─── Input for this task

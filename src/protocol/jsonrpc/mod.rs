// Copyright (c) 2025 Makai MCP Authors
//
// Licensed under the MIT License (LICENSE-MIT or https://opensource.org/licenses/MIT)

//! JSON-RPC 2.0 protocol engine.
//!
//! Message types and envelope codec, the method dispatcher with its hook
//! chain, per-connection lifecycle state, and cooperative cancellation.
//! Transport and framing live elsewhere; everything here works on parsed
//! values and typed outcomes.

pub mod cancellation;
pub mod dispatcher;
pub mod envelope;
pub mod error;
pub mod lifecycle;
pub mod methods;
pub mod setup;
pub mod types;

pub use cancellation::{CancellationToken, CancellationTracker};
pub use dispatcher::{Dispatcher, MethodRegistry, Outcome, RequestContext};
pub use envelope::Envelope;
pub use error::{ErrorCode, JsonRpcError};
pub use lifecycle::{ServerState, Session, PROTOCOL_VERSION};
pub use setup::{create_dispatcher, register_standard_methods, Providers};
pub use types::{Request, RequestId, Response, JSONRPC_VERSION};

──────

**Brief**. Work out how many lines in the records contain the word "error", and give that number by itself.

**Solution for this task**. 2